La relation entre ma profession de sociologue et ma fonction de maire fonctionne clairement dans les deux sens.

Ethnologie-Urbaine : Observez-vous dans certains cas des difficultés d’allier les deux fonctions ? N’y a-t-il pas des risques de conflits d’intérêts entre le maire et le sociologue ?

Denis la Mache : On me pose souvent la question. Et c’est légitime. Je suis moi-même très vigilant sur le sujet et je me suis posé beaucoup de questions lors de ma première élection. Est-ce que j’allais pouvoir continuer à faire mon métier sans problème ? À l’usage, il s’avère qu’il n’y a pas de souci. La porosité que j’établis entre les deux secteurs se fait en termes de connaissances brutes. C’est-à-dire que je tire de chacun des deux côtés ce qu’il m’enseigne comme compétence pour optimiser mon action de l’autre côté. On est sur des questions, comme je le disais de connaissance des mécanismes sociaux, de gouvernance de territoire… Et puis pour éviter toute situation problématique (par exemple le financement par la collectivité de formations dans lesquelles j’interviendrais), j’enseigne dans une autre région que celle où j’exerce mon mandat ; Il y a donc une barrière administrative claire.

Ethnologie-Urbaine : Est-ce que maintenant que vous êtes à la fois observateur et acteur de la vie politique locale, votre regard sur vos collègues sociologues a changé ? Etes-vous devenu plus critique ?

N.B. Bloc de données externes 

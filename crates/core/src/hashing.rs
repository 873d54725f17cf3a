//! Stable identifiers for history entries.

use sha2::{Digest, Sha256};

use crate::types::Timestamp;

/// Number of trailing id characters shown to staff.
pub const DISPLAY_ID_LEN: usize = 12;

/// Compute a SHA-256 hex digest of the given bytes.
pub fn sha256_hex(data: &[u8]) -> String {
    let hash = Sha256::digest(data);
    format!("{hash:x}")
}

/// Derive the unique id of an award from its contact, instant and offer.
pub fn entry_id(contact: &str, timestamp: Timestamp, offer_id: u32) -> String {
    let material = format!("{contact}:{}:{offer_id}", timestamp.timestamp_millis());
    sha256_hex(material.as_bytes())
}

/// The short form of an entry id printed on screen.
pub fn display_id(unique_id: &str) -> &str {
    let start = unique_id.len().saturating_sub(DISPLAY_ID_LEN);
    unique_id.get(start..).unwrap_or(unique_id)
}

#[cfg(test)]
mod tests {
    use super::*;
    use chrono::{TimeZone, Utc};

    #[test]
    fn empty_input_produces_known_hash() {
        assert_eq!(
            sha256_hex(b""),
            "e3b0c44298fc1c149afbf4c8996fb92427ae41e4649b934ca495991b7852b855"
        );
    }

    #[test]
    fn entry_id_depends_on_every_part() {
        let t = Utc.with_ymd_and_hms(2025, 3, 10, 13, 5, 0).unwrap();
        let base = entry_id("a@b.com", t, 1);
        assert_eq!(base, entry_id("a@b.com", t, 1));
        assert_ne!(base, entry_id("a@c.com", t, 1));
        assert_ne!(base, entry_id("a@b.com", t + chrono::Duration::milliseconds(1), 1));
        assert_ne!(base, entry_id("a@b.com", t, 2));
        assert_eq!(base.len(), 64);
    }

    #[test]
    fn display_id_is_the_tail() {
        assert_eq!(display_id("0123456789abcdefXYZ"), "789abcdefXYZ");
        assert_eq!(display_id("short"), "short");
    }
}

Denis la Mache : J’ai toujours tendance à penser que la sensibilité rurale, chez les responsables politiques comme chez les sociologues, n’est pas assez prise en compte. Au risque de choquer, les collègues, dans leur grande majorité, ce sont des urbains. Ce sont des gens qui pensent à partir de leur mode de vie d’urbains. Leurs raisonnements sont très rigoureux. Il n’y a pas de problème là-dessus. Elles ne permettent cependant pas toujours, de mon point de vue, de prendre en compte les particularités, les sensibilités et les contraintes du monde rural. C’est juste qu’ils ne comprennent pas toujours la nécessité de conserver une ruralité dynamique, bien desservie par des services publics. Vue de la ville, la campagne peut facilement paraitre archaïque. Or le territoire de notre pays est rural à plus de 70%, et ce, malgré une population majoritairement urbaine. Par ailleurs, les zones de contact entre les mondes urbain et rural sont de plus en plus floues. Négliger le monde rural c’est prendre le risque de se couper d’une richesse qui fait sans doute une spécificité forte de la France. S’il n’y avait pas ce monde rural suffisamment bien maillé, même s’il perd, hélas, progressivement ses services publics, on ne serait sans doute pas la première destination touristique au monde. Toutes ces voiries, ces bâtiments, ce patrimoine, ces paysages, entretenus par des élus locaux ruraux bénévoles, ne donneraient pas cette image aussi attirante de notre pays s’ils étaient gérés à distance, à partir de grosses collectivités à dominante urbaine avant tout centrées sur leurs problématiques et leurs espaces centraux.

Reste que cette prédominance du monde urbain est logique, puisque le pouvoir, l’argent, les centres de décision, et l’avenir professionnel des jeunes se concentrent dans les villes. Les campagnes s’affaiblissent économiquement. L’activité se polarise. On s’intéresse naturellement plus facilement à la ville. Il ne faut cependant pas voir le territoire rural comme une simple extension de la ville, seulement destiné à héberger les espaces de loisirs, les éoliennes, à recevoir les usines de traitement des ordures ménagères, en somme une fonction utilitariste pour les villes. Il ne faut pas oublier que les espaces ruraux ont eux aussi des capacités de production, et pas uniquement agricoles.

Ethnologie-Urbaine : Je vous remercie de nous avoir accordé cet entretien.